Task details - Return the entire listing, character for character.
-------- Exercise inputs
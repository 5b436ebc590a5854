//! Room-by-room estimate scenarios

use office_estimator_core_rs::estimate_room_costs;
use office_estimator_core_rs::estimate_whole_building_cost;
use office_estimator_core_rs::models::{
    ProjectBasics, ProjectConfiguration, ProjectType, RoomCategory, RoomPlan, RoomSpec,
};

fn renovation_in(state: &str) -> ProjectBasics {
    let mut basics = ProjectBasics::sample();
    basics.project_type = ProjectType::Renovation;
    basics.location.state = state.to_string();
    basics
}

#[test]
fn test_operatory_scenario() {
    // 2 rooms * 150 sqft * $150 base * 2.5 multiplier * 1.0 regional
    let plan = RoomPlan::default().with_spec(RoomCategory::Operatory, RoomSpec::new(2, 150));
    let config = ProjectConfiguration::new()
        .with_basics(renovation_in("TX"))
        .with_rooms(plan);

    let estimate = estimate_room_costs(&config);
    assert_eq!(estimate.total, 112_500);
    assert_eq!(estimate.lines[0].total_sqft, 300);
}

#[test]
fn test_regional_multiplier_applies_per_room() {
    let plan = RoomPlan::default().with_spec(RoomCategory::Operatory, RoomSpec::new(2, 150));

    let tx = ProjectConfiguration::new()
        .with_basics(renovation_in("TX"))
        .with_rooms(plan.clone());
    let ca = ProjectConfiguration::new()
        .with_basics(renovation_in("CA"))
        .with_rooms(plan);

    // 112,500 * 1.35
    assert_eq!(estimate_room_costs(&ca).total, 151_875);
    assert_eq!(estimate_room_costs(&tx).total, 112_500);
}

#[test]
fn test_zero_count_categories_never_appear() {
    let mut plan = RoomPlan::sample();
    plan.laboratory = RoomSpec::new(0, 10_000); // area is irrelevant at count 0

    let config = ProjectConfiguration::new()
        .with_basics(renovation_in("TX"))
        .with_rooms(plan);

    let estimate = estimate_room_costs(&config);
    assert!(estimate
        .lines
        .iter()
        .all(|line| line.category != RoomCategory::Laboratory));
}

#[test]
fn test_adding_a_room_only_adds_that_line() {
    let base_plan = RoomPlan::sample();
    let more_plan = base_plan
        .clone()
        .with_spec(RoomCategory::Cbct, RoomSpec::new(1, 80));

    let base = estimate_room_costs(
        &ProjectConfiguration::new()
            .with_basics(renovation_in("TX"))
            .with_rooms(base_plan),
    );
    let more = estimate_room_costs(
        &ProjectConfiguration::new()
            .with_basics(renovation_in("TX"))
            .with_rooms(more_plan),
    );

    // 1 * 80 * 150 * 3.5 * 1.0 = 42,000
    assert_eq!(more.total - base.total, 42_000);
    assert_eq!(more.lines.len(), base.lines.len() + 1);
}

#[test]
fn test_room_and_whole_building_strategies_are_independent() {
    // The same project produces different figures by design; the two
    // paths are not reconciled
    let config = ProjectConfiguration::new()
        .with_basics(renovation_in("TX"))
        .with_rooms(RoomPlan::sample());

    let whole_building = estimate_whole_building_cost(&config);
    let rooms = estimate_room_costs(&config).total;
    assert_ne!(whole_building, rooms);
    assert!(whole_building > 0 && rooms > 0);
}

#[test]
fn test_sample_plan_total() {
    // Per line (base 150, regional 1.0):
    //   operatory      2*150*2.5 -> 112,500
    //   consultation   1*120*1.8 ->  32,400
    //   recovery       1*100*2.0 ->  30,000
    //   reception      1*300*1.2 ->  54,000
    //   office         1*120*1.5 ->  27,000
    //   sterilization  1*80*2.2  ->  26,400
    //   xray           1*60*3.0  ->  27,000
    //   storage        1*50*0.8  ->   6,000
    //   break_room     1*120*1.0 ->  18,000
    //   restroom       2*40*1.8  ->  21,600
    //   mechanical     1*100*1.5 ->  22,500
    //   it             1*30*2.0  ->   9,000
    //   utility        1*40*0.9  ->   5,400
    let config = ProjectConfiguration::new()
        .with_basics(renovation_in("TX"))
        .with_rooms(RoomPlan::sample());

    assert_eq!(estimate_room_costs(&config).total, 391_800);
}
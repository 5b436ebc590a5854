//! Project configuration
//!
//! The immutable value the wizard assembles and the estimators consume.
//! Every section is optional: a configuration mid-wizard simply has fewer
//! sections, and absent sections contribute zero cost. Updates go through
//! typed per-section operations that return a new value; there is no path
//! string mutation anywhere.

use serde::{Deserialize, Serialize};

use super::ancillary::{AdaCompliance, EquipmentIntegration, FinishLevel, ItDataAvNeeds};
use super::gas::MedicalGasRequirements;
use super::program::SpaceProgram;
use super::project::ProjectBasics;
use super::rooms::RoomPlan;

/// Complete (or partial) project configuration
#[derive(Debug, Clone, Default, PartialEq, Serialize, Deserialize)]
pub struct ProjectConfiguration {
    #[serde(default, skip_serializing_if = "Option::is_none")]
    pub basics: Option<ProjectBasics>,

    #[serde(default, skip_serializing_if = "Option::is_none")]
    pub rooms: Option<RoomPlan>,

    #[serde(default, skip_serializing_if = "Option::is_none")]
    pub medical_gas: Option<MedicalGasRequirements>,

    #[serde(default, skip_serializing_if = "Option::is_none")]
    pub space_program: Option<SpaceProgram>,

    #[serde(default, skip_serializing_if = "Option::is_none")]
    pub equipment: Option<EquipmentIntegration>,

    #[serde(default, skip_serializing_if = "Option::is_none")]
    pub finishes: Option<FinishLevel>,

    #[serde(default, skip_serializing_if = "Option::is_none")]
    pub ada: Option<AdaCompliance>,

    #[serde(default, skip_serializing_if = "Option::is_none")]
    pub it_av: Option<ItDataAvNeeds>,
}

impl ProjectConfiguration {
    /// Empty configuration (no sections filled in yet)
    pub fn new() -> Self {
        Self::default()
    }

    /// Replace the basics section
    pub fn with_basics(mut self, basics: ProjectBasics) -> Self {
        self.basics = Some(basics);
        self
    }

    /// Replace the room plan section
    pub fn with_rooms(mut self, rooms: RoomPlan) -> Self {
        self.rooms = Some(rooms);
        self
    }

    /// Replace the medical gas section
    pub fn with_medical_gas(mut self, gas: MedicalGasRequirements) -> Self {
        self.medical_gas = Some(gas);
        self
    }

    /// Replace the space program section
    pub fn with_space_program(mut self, program: SpaceProgram) -> Self {
        self.space_program = Some(program);
        self
    }

    /// Replace the equipment section
    pub fn with_equipment(mut self, equipment: EquipmentIntegration) -> Self {
        self.equipment = Some(equipment);
        self
    }

    /// Replace the finishes section
    pub fn with_finishes(mut self, finishes: FinishLevel) -> Self {
        self.finishes = Some(finishes);
        self
    }

    /// Replace the ADA section
    pub fn with_ada(mut self, ada: AdaCompliance) -> Self {
        self.ada = Some(ada);
        self
    }

    /// Replace the IT/data/AV section
    pub fn with_it_av(mut self, it_av: ItDataAvNeeds) -> Self {
        self.it_av = Some(it_av);
        self
    }

    /// Fully populated sample configuration matching the wizard's initial
    /// state across all steps
    pub fn sample() -> Self {
        Self::new()
            .with_basics(ProjectBasics::sample())
            .with_rooms(RoomPlan::sample())
            .with_medical_gas(MedicalGasRequirements::sample())
            .with_space_program(SpaceProgram::sample())
            .with_equipment(EquipmentIntegration::sample())
            .with_finishes(FinishLevel::sample())
            .with_ada(AdaCompliance::sample())
            .with_it_av(ItDataAvNeeds::sample())
    }
}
----------------
Solution to the exercise -
repository 5b436ebc590a5854
//! Room-by-room estimate scenarios

use office_estimator_core_rs::estimate_room_costs;
use office_estimator_core_rs::estimate_whole_building_cost;
use office_estimator_core_rs::models::{
    ProjectBasics, ProjectConfiguration, ProjectType, RoomCategory, RoomPlan, RoomSpec,
};

fn renovation_in(state: &str) -> ProjectBasics {
    let mut basics = ProjectBasics::sample();
    basics.project_type = ProjectType::Renovation;
    basics.location.state = state.to_string();
    basics
}

#[test]
fn test_operatory_scenario() {
    // 2 rooms * 150 sqft * $150 base * 2.5 multiplier * 1.0 regional
    let plan = RoomPlan::default().with_spec(RoomCategory::Operatory, RoomSpec::new(2, 150));
    let config = ProjectConfiguration::new()
        .with_basics(renovation_in("TX"))
        .with_rooms(plan);

    let estimate = estimate_room_costs(&config);
    assert_eq!(estimate.total, 112_500);
    assert_eq!(estimate.lines[0].total_sqft, 300);
}

#[test]
fn test_regional_multiplier_applies_per_room() {
    let plan = RoomPlan::default().with_spec(RoomCategory::Operatory, RoomSpec::new(2, 150));

    let tx = ProjectConfiguration::new()
        .with_basics(renovation_in("TX"))
        .with_rooms(plan.clone());
    let ca = ProjectConfiguration::new()
        .with_basics(renovation_in("CA"))
        .with_rooms(plan);

    // 112,500 * 1.35
    assert_eq!(estimate_room_costs(&ca).total, 151_875);
    assert_eq!(estimate_room_costs(&tx).total, 112_500);
}

#[test]
fn test_zero_count_categories_never_appear() {
    let mut plan = RoomPlan::sample();
    plan.laboratory = RoomSpec::new(0, 10_000); // area is irrelevant at count 0

    let config = ProjectConfiguration::new()
        .with_basics(renovation_in("TX"))
        .with_rooms(plan);

    let estimate = estimate_room_costs(&config);
    assert!(estimate
        .lines
        .iter()
        .all(|line| line.category != RoomCategory::Laboratory));
}

#[test]
fn test_adding_a_room_only_adds_that_line() {
    let base_plan = RoomPlan::sample();
    let more_plan = base_plan
        .clone()
        .with_spec(RoomCategory::Cbct, RoomSpec::new(1, 80));

    let base = estimate_room_costs(
        &ProjectConfiguration::new()
            .with_basics(renovation_in("TX"))
            .with_rooms(base_plan),
    );
    let more = estimate_room_costs(
        &ProjectConfiguration::new()
            .with_basics(renovation_in("TX"))
            .with_rooms(more_plan),
    );

    // 1 * 80 * 150 * 3.5 * 1.0 = 42,000
    assert_eq!(more.total - base.total, 42_000);
    assert_eq!(more.lines.len(), base.lines.len() + 1);
}

#[test]
fn test_room_and_whole_building_strategies_are_independent() {
    // The same project produces different figures by design; the two
    // paths are not reconciled
    let config = ProjectConfiguration::new()
        .with_basics(renovation_in("TX"))
        .with_rooms(RoomPlan::sample());

    let whole_building = estimate_whole_building_cost(&config);
    let rooms = estimate_room_costs(&config).total;
    assert_ne!(whole_building, rooms);
    assert!(whole_building > 0 && rooms > 0);
}

#[test]
fn test_sample_plan_total() {
    // Per line (base 150, regional 1.0):
    //   operatory      2*150*2.5 -> 112,500
    //   consultation   1*120*1.8 ->  32,400
    //   recovery       1*100*2.0 ->  30,000
    //   reception      1*300*1.2 ->  54,000
    //   office         1*120*1.5 ->  27,000
    //   sterilization  1*80*2.2  ->  26,400
    //   xray           1*60*3.0  ->  27,000
    //   storage        1*50*0.8  ->   6,000
    //   break_room     1*120*1.0 ->  18,000
    //   restroom       2*40*1.8  ->  21,600
    //   mechanical     1*100*1.5 ->  22,500
    //   it             1*30*2.0  ->   9,000
    //   utility        1*40*0.9  ->   5,400
    let config = ProjectConfiguration::new()
        .with_basics(renovation_in("TX"))
        .with_rooms(RoomPlan::sample());

    assert_eq!(estimate_room_costs(&config).total, 391_800);
}
repository 5b436ebc590a5854
//! Project configuration
//!
//! The immutable value the wizard assembles and the estimators consume.
//! Every section is optional: a configuration mid-wizard simply has fewer
//! sections, and absent sections contribute zero cost. Updates go through
//! typed per-section operations that return a new value; there is no path
//! string mutation anywhere.

use serde::{Deserialize, Serialize};

use super::ancillary::{AdaCompliance, EquipmentIntegration, FinishLevel, ItDataAvNeeds};
use super::gas::MedicalGasRequirements;
use super::program::SpaceProgram;
use super::project::ProjectBasics;
use super::rooms::RoomPlan;

/// Complete (or partial) project configuration
#[derive(Debug, Clone, Default, PartialEq, Serialize, Deserialize)]
pub struct ProjectConfiguration {
    #[serde(default, skip_serializing_if = "Option::is_none")]
    pub basics: Option<ProjectBasics>,

    #[serde(default, skip_serializing_if = "Option::is_none")]
    pub rooms: Option<RoomPlan>,

    #[serde(default, skip_serializing_if = "Option::is_none")]
    pub medical_gas: Option<MedicalGasRequirements>,

    #[serde(default, skip_serializing_if = "Option::is_none")]
    pub space_program: Option<SpaceProgram>,

    #[serde(default, skip_serializing_if = "Option::is_none")]
    pub equipment: Option<EquipmentIntegration>,

    #[serde(default, skip_serializing_if = "Option::is_none")]
    pub finishes: Option<FinishLevel>,

    #[serde(default, skip_serializing_if = "Option::is_none")]
    pub ada: Option<AdaCompliance>,

    #[serde(default, skip_serializing_if = "Option::is_none")]
    pub it_av: Option<ItDataAvNeeds>,
}

impl ProjectConfiguration {
    /// Empty configuration (no sections filled in yet)
    pub fn new() -> Self {
        Self::default()
    }

    /// Replace the basics section
    pub fn with_basics(mut self, basics: ProjectBasics) -> Self {
        self.basics = Some(basics);
        self
    }

    /// Replace the room plan section
    pub fn with_rooms(mut self, rooms: RoomPlan) -> Self {
        self.rooms = Some(rooms);
        self
    }

    /// Replace the medical gas section
    pub fn with_medical_gas(mut self, gas: MedicalGasRequirements) -> Self {
        self.medical_gas = Some(gas);
        self
    }

    /// Replace the space program section
    pub fn with_space_program(mut self, program: SpaceProgram) -> Self {
        self.space_program = Some(program);
        self
    }

    /// Replace the equipment section
    pub fn with_equipment(mut self, equipment: EquipmentIntegration) -> Self {
        self.equipment = Some(equipment);
        self
    }

    /// Replace the finishes section
    pub fn with_finishes(mut self, finishes: FinishLevel) -> Self {
        self.finishes = Some(finishes);
        self
    }

    /// Replace the ADA section
    pub fn with_ada(mut self, ada: AdaCompliance) -> Self {
        self.ada = Some(ada);
        self
    }

    /// Replace the IT/data/AV section
    pub fn with_it_av(mut self, it_av: ItDataAvNeeds) -> Self {
        self.it_av = Some(it_av);
        self
    }

    /// Fully populated sample configuration matching the wizard's initial
    /// state across all steps
    pub fn sample() -> Self {
        Self::new()
            .with_basics(ProjectBasics::sample())
            .with_rooms(RoomPlan::sample())
            .with_medical_gas(MedicalGasRequirements::sample())
            .with_space_program(SpaceProgram::sample())
            .with_equipment(EquipmentIntegration::sample())
            .with_finishes(FinishLevel::sample())
            .with_ada(AdaCompliance::sample())
            .with_it_av(ItDataAvNeeds::sample())
    }
}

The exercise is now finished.